Physics and chemistry were the first natural sciences to reject Platonism and stake a claim to the new grand synthesis of materialism.  In the Platonic view, the form of things was more important than the materials they were made from.  Plato’s theory of the forms exploited an instinctive mental bias that suggested the cause of something is greater and more perfect than its outcome.  From perfect forms we get imperfect replicas; the original is always the best version.  Perhaps that prejudice still survives with regard to creative works of art, otherwise it has been completely reversed by modern science.  Rather than being eternal and essential, the “form” in which things appear is seen as an accidental byproduct of natural processes.  From the humble building blocks of atoms and molecules, more complex objects—including planets and stars—are constructed.  The building blocks are the most significant aspect of things, not their form.  Nor is there an ideal world somewhere else that is more real than the material world we see around us.  On the contrary, there is only one reality, one material universe, and it behaves according to the strict laws of nature.  Atoms and molecules might be invisible, but they are not alive or capricious like the mysterious spirits and souls of our animistic past.  Even unpredictable patterns of complex systems such as the weather are not endowed with the agency of a living organism.

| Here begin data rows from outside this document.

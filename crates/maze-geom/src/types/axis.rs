// SPDX-License-Identifier: Apache-2.0
// © James Ross Ω FLYING•ROBOTS <https://github.com/flyingrobots>

use crate::math::Vec3;

/// One of the three cardinal world axes.
#[derive(Debug, Copy, Clone, PartialEq, Eq, Hash)]
pub enum Axis {
    /// Bitmap columns.
    X,
    /// Up.
    Y,
    /// Bitmap rows.
    Z,
}

impl Axis {
    /// All axes in search order; ties in penetration depth resolve to the
    /// earliest entry.
    pub const ALL: [Self; 3] = [Self::X, Self::Y, Self::Z];

    /// Component index of the axis.
    pub const fn index(self) -> usize {
        match self {
            Self::X => 0,
            Self::Y => 1,
            Self::Z => 2,
        }
    }

    /// Positive unit vector along the axis.
    pub const fn unit(self) -> Vec3 {
        match self {
            Self::X => Vec3::UNIT_X,
            Self::Y => Vec3::UNIT_Y,
            Self::Z => Vec3::UNIT_Z,
        }
    }
}
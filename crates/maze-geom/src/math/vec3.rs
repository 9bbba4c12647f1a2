// SPDX-License-Identifier: Apache-2.0
// © James Ross Ω FLYING•ROBOTS <https://github.com/flyingrobots>

use crate::math::EPSILON;
use core::ops::{Add, AddAssign, Div, Index, Mul, Neg, Sub, SubAssign};

/// 3D vector in world metres.
///
/// * `x` runs along bitmap columns, `z` along bitmap rows and `y` is up.
/// * The same type stands for points and displacements; [`crate::math::Mat4`]
///   offers `transform_point` (`w = 1`) and `transform_direction` (`w = 0`).
#[derive(Debug, Copy, Clone, PartialEq, Default)]
pub struct Vec3 {
    data: [f32; 3],
}

impl Vec3 {
    /// The zero vector.
    pub const ZERO: Self = Self::new(0.0, 0.0, 0.0);

    /// Unit vector pointing along the positive X axis.
    pub const UNIT_X: Self = Self::new(1.0, 0.0, 0.0);

    /// Unit vector pointing along the positive Y axis.
    pub const UNIT_Y: Self = Self::new(0.0, 1.0, 0.0);

    /// Unit vector pointing along the positive Z axis.
    pub const UNIT_Z: Self = Self::new(0.0, 0.0, 1.0);

    /// Creates a vector from components.
    pub const fn new(x: f32, y: f32, z: f32) -> Self {
        Self { data: [x, y, z] }
    }

    /// Vector with every component set to `v`.
    pub const fn splat(v: f32) -> Self {
        Self::new(v, v, v)
    }

    /// Returns the components as an array.
    pub fn to_array(self) -> [f32; 3] {
        self.data
    }

    /// X component.
    pub fn x(&self) -> f32 {
        self.data[0]
    }

    /// Y component.
    pub fn y(&self) -> f32 {
        self.data[1]
    }

    /// Z component.
    pub fn z(&self) -> f32 {
        self.data[2]
    }

    /// Componentwise minimum.
    pub fn min(&self, other: &Self) -> Self {
        Self::new(
            self.x().min(other.x()),
            self.y().min(other.y()),
            self.z().min(other.z()),
        )
    }

    /// Componentwise maximum.
    pub fn max(&self, other: &Self) -> Self {
        Self::new(
            self.x().max(other.x()),
            self.y().max(other.y()),
            self.z().max(other.z()),
        )
    }

    /// Componentwise absolute value.
    pub fn abs(&self) -> Self {
        Self::new(self.x().abs(), self.y().abs(), self.z().abs())
    }

    /// Componentwise product.
    pub fn mul_elem(&self, other: &Self) -> Self {
        Self::new(
            self.x() * other.x(),
            self.y() * other.y(),
            self.z() * other.z(),
        )
    }

    /// Dot product with another vector.
    pub fn dot(&self, other: &Self) -> f32 {
        self.x() * other.x() + self.y() * other.y() + self.z() * other.z()
    }

    /// Cross product with another vector.
    pub fn cross(&self, other: &Self) -> Self {
        let [ax, ay, az] = self.data;
        let [bx, by, bz] = other.data;
        Self::new(ay * bz - az * by, az * bx - ax * bz, ax * by - ay * bx)
    }

    /// Vector length (magnitude).
    pub fn length(&self) -> f32 {
        self.dot(self).sqrt()
    }

    /// Squared magnitude of the vector.
    pub fn length_squared(&self) -> f32 {
        self.dot(self)
    }

    /// Returns `true` when every component is exactly zero.
    pub fn is_zero(&self) -> bool {
        self.data.iter().all(|c| *c == 0.0)
    }

    /// Normalises the vector, returning the zero vector if length ≤ `EPSILON`.
    pub fn normalize(&self) -> Self {
        let len = self.length();
        if len <= EPSILON {
            return Self::ZERO;
        }
        *self * (1.0 / len)
    }
}

impl From<[f32; 3]> for Vec3 {
    fn from(value: [f32; 3]) -> Self {
        Self { data: value }
    }
}

impl From<Vec3> for [f32; 3] {
    fn from(value: Vec3) -> Self {
        value.data
    }
}

impl Index<usize> for Vec3 {
    type Output = f32;
    fn index(&self, idx: usize) -> &f32 {
        &self.data[idx]
    }
}

impl Add for Vec3 {
    type Output = Self;
    fn add(self, rhs: Self) -> Self {
        Self::new(self.x() + rhs.x(), self.y() + rhs.y(), self.z() + rhs.z())
    }
}

impl AddAssign for Vec3 {
    fn add_assign(&mut self, rhs: Self) {
        *self = *self + rhs;
    }
}

impl Sub for Vec3 {
    type Output = Self;
    fn sub(self, rhs: Self) -> Self {
        Self::new(self.x() - rhs.x(), self.y() - rhs.y(), self.z() - rhs.z())
    }
}

impl SubAssign for Vec3 {
    fn sub_assign(&mut self, rhs: Self) {
        *self = *self - rhs;
    }
}

impl Mul<f32> for Vec3 {
    type Output = Self;
    fn mul(self, rhs: f32) -> Self {
        Self::new(self.x() * rhs, self.y() * rhs, self.z() * rhs)
    }
}

impl Div<f32> for Vec3 {
    type Output = Self;
    fn div(self, rhs: f32) -> Self {
        Self::new(self.x() / rhs, self.y() / rhs, self.z() / rhs)
    }
}

impl Neg for Vec3 {
    type Output = Self;
    fn neg(self) -> Self {
        Self::new(-self.x(), -self.y(), -self.z())
    }
}

#[cfg(test)]
mod tests {
    use super::*;

    #[test]
    fn normalize_degenerate_returns_zero() {
        let v = Vec3::new(1e-12, -1e-12, 0.0);
        assert_eq!(v.normalize(), Vec3::ZERO);
    }

    #[test]
    fn cross_of_units_follows_right_hand_rule() {
        assert_eq!(Vec3::UNIT_X.cross(&Vec3::UNIT_Y), Vec3::UNIT_Z);
        assert_eq!(Vec3::UNIT_Y.cross(&Vec3::UNIT_Z), Vec3::UNIT_X);
    }
}
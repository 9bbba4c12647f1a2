// SPDX-License-Identifier: Apache-2.0
// © James Ross Ω FLYING•ROBOTS <https://github.com/flyingrobots>
//! Render helper: uploads block instances and draws the maze + egui.

use crate::{
    gpu::{Globals, Instance},
    viewport::Viewport,
};
use egui_wgpu::wgpu;
use glam::Mat4;
use tracing::{error, warn};

const LIGHT_DIR: [f32; 3] = [0.3, 0.8, 0.5];
const SKY: wgpu::Color = wgpu::Color {
    r: 0.02,
    g: 0.02,
    b: 0.04,
    a: 1.0,
};

pub struct FrameInput<'a> {
    pub instances: &'a [Instance],
    pub view_proj: Mat4,
    pub wireframe: bool,
    pub paint_jobs: Vec<egui::epaint::ClippedPrimitive>,
    pub textures_delta: egui::TexturesDelta,
    pub screen_desc: egui_wgpu::ScreenDescriptor,
}

pub enum RenderOutcome {
    Presented,
    Skipped,
    /// Device is out of memory; the caller should exit.
    Fatal,
}

pub fn render_frame(vp: &mut Viewport, input: FrameInput<'_>) -> RenderOutcome {
    let FrameInput {
        instances,
        view_proj,
        wireframe,
        paint_jobs,
        textures_delta,
        screen_desc,
    } = input;
    let gpu = &mut vp.gpu;

    let globals = Globals {
        view_proj: view_proj.to_cols_array_2d(),
        light_dir: LIGHT_DIR,
        _pad: 0.0,
    };
    gpu.queue
        .write_buffer(&gpu.globals_buf, 0, bytemuck::bytes_of(&globals));

    gpu.ensure_instance_capacity(instances.len());
    gpu.queue
        .write_buffer(&gpu.instance_buf, 0, bytemuck::cast_slice(instances));

    let frame = match gpu.surface.get_current_texture() {
        Ok(f) => f,
        Err(wgpu::SurfaceError::Lost | wgpu::SurfaceError::Outdated) => {
            gpu.resize(egui_winit::winit::dpi::PhysicalSize::new(
                gpu.config.width,
                gpu.config.height,
            ));
            match gpu.surface.get_current_texture() {
                Ok(f) => f,
                Err(err) => {
                    warn!(%err, "surface unavailable after reconfigure");
                    return RenderOutcome::Skipped;
                }
            }
        }
        Err(wgpu::SurfaceError::OutOfMemory) => {
            error!("surface out of memory");
            return RenderOutcome::Fatal;
        }
        Err(_) => return RenderOutcome::Skipped,
    };
    let view = frame
        .texture
        .create_view(&wgpu::TextureViewDescriptor::default());
    let (color_view, resolve_view) = if let Some(msaa) = &gpu.msaa_view {
        (msaa, Some(&view))
    } else {
        (&view, None)
    };

    let mut encoder = gpu
        .device
        .create_command_encoder(&wgpu::CommandEncoderDescriptor {
            label: Some("main-encoder"),
        });

    {
        let mut rpass = encoder.begin_render_pass(&wgpu::RenderPassDescriptor {
            label: Some("main"),
            color_attachments: &[Some(wgpu::RenderPassColorAttachment {
                view: color_view,
                resolve_target: resolve_view,
                ops: wgpu::Operations {
                    load: wgpu::LoadOp::Clear(SKY),
                    store: wgpu::StoreOp::Store,
                },
                depth_slice: None,
            })],
            depth_stencil_attachment: Some(wgpu::RenderPassDepthStencilAttachment {
                view: &gpu.depth,
                depth_ops: Some(wgpu::Operations {
                    load: wgpu::LoadOp::Clear(1.0),
                    store: wgpu::StoreOp::Store,
                }),
                stencil_ops: None,
            }),
            occlusion_query_set: None,
            timestamp_writes: None,
        });

        if !instances.is_empty() {
            let pipeline = if wireframe {
                &gpu.pipelines.wire
            } else {
                &gpu.pipelines.solid
            };
            rpass.set_pipeline(pipeline);
            rpass.set_bind_group(0, &gpu.bind_group, &[]);
            rpass.set_vertex_buffer(0, gpu.cube.vbuf.slice(..));
            rpass.set_vertex_buffer(
                1,
                gpu.instance_buf
                    .slice(..(instances.len() as u64 * std::mem::size_of::<Instance>() as u64)),
            );
            rpass.set_index_buffer(gpu.cube.ibuf.slice(..), wgpu::IndexFormat::Uint16);
            rpass.draw_indexed(0..gpu.cube.count, 0, 0..instances.len() as u32);
        }
    }

    let cmd_main = encoder.finish();

    let egui_renderer = &mut vp.egui_renderer;
    let cmd_ui = {
        let mut egui_encoder = gpu
            .device
            .create_command_encoder(&wgpu::CommandEncoderDescriptor {
                label: Some("egui-encoder"),
            });

        for (id, delta) in textures_delta.set {
            egui_renderer.update_texture(&gpu.device, &gpu.queue, id, &delta);
        }
        egui_renderer.update_buffers(
            &gpu.device,
            &gpu.queue,
            &mut egui_encoder,
            &paint_jobs,
            &screen_desc,
        );
        {
            let rpass = egui_encoder.begin_render_pass(&wgpu::RenderPassDescriptor {
                label: Some("egui"),
                color_attachments: &[Some(wgpu::RenderPassColorAttachment {
                    view: &view,
                    resolve_target: None,
                    ops: wgpu::Operations {
                        load: wgpu::LoadOp::Load,
                        store: wgpu::StoreOp::Store,
                    },
                    depth_slice: None,
                })],
                depth_stencil_attachment: None,
                occlusion_query_set: None,
                timestamp_writes: None,
            });
            let mut rpass = rpass.forget_lifetime();
            egui_renderer.render(&mut rpass, &paint_jobs, &screen_desc);
        }
        for id in textures_delta.free {
            egui_renderer.free_texture(&id);
        }

        egui_encoder.finish()
    };

    gpu.queue.submit([cmd_main, cmd_ui]);
    frame.present();
    RenderOutcome::Presented
}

Interestingly, the last natural science to subscribe to the new materialistic cosmology was biology.  It was more difficult for biology to reject the old Platonic view because species actually appear to be unchangeable forms of nature, particularly from the perspective of reproduction:  Parents serve as the form from which offspring are generated.  Eventually, the theory of evolution demonstrated how the process of natural selection could slowly change one form of life into a different one.  Species are not fixed forever, like Platonic forms.  They are only temporary waystations in an ongoing process of vital change.

Biology might have been the last natural science to subscribe to materialism, but it is leading the way toward a more ecologically nuanced understanding of the scientific Big Picture that shares some similarities with animism.  For one thing, there is no hard and fast distinction between life and “dead” matter.  The evolution of life is intimately connected to the evolution of the 4,500 minerals that currently exist on earth.2  Their stories are intertwined, not separated by the artificial categories of our geology and biology.  Nor is life an alien presence in the grandest narrative of them all, which we call the Big Bang.

Over a period of billions of years, untold numbers of stars expired in massive nuclear explosions that seeded the universe with the elements and other raw materials from which life emerged.  We are just beginning to fathom the seamless immensity of existence, and the interdependency of life on earth with the starry heavens above.  The Big Picture of scientific materialism is still evolving, and most of our favorite distinctions are proving to be ephemeral.  That goes for the penchant for assuming that only human beings have souls, or feel pain, or deserve to exist.  The earth itself is a living system that we must learn to honor and respect once again.  The world might not be animated by spirits, as our distant ancestors believed, but it is animated by living systems that exceed the boundaries of our parochial understanding.

What is the Big Picture?  It is simply this: we must learn to treasure every aspect of this living planet if we want to continue to exist.


  1. Hans Jonas made that argument in The Phenomenon of Life: Toward a Philosophical Biology (Harper and Row, 1966).
  2. Robert Hazen, The Story of Earth: The First 4.5 Billion Years, From Stardust to Living Planet (Viking, 2012).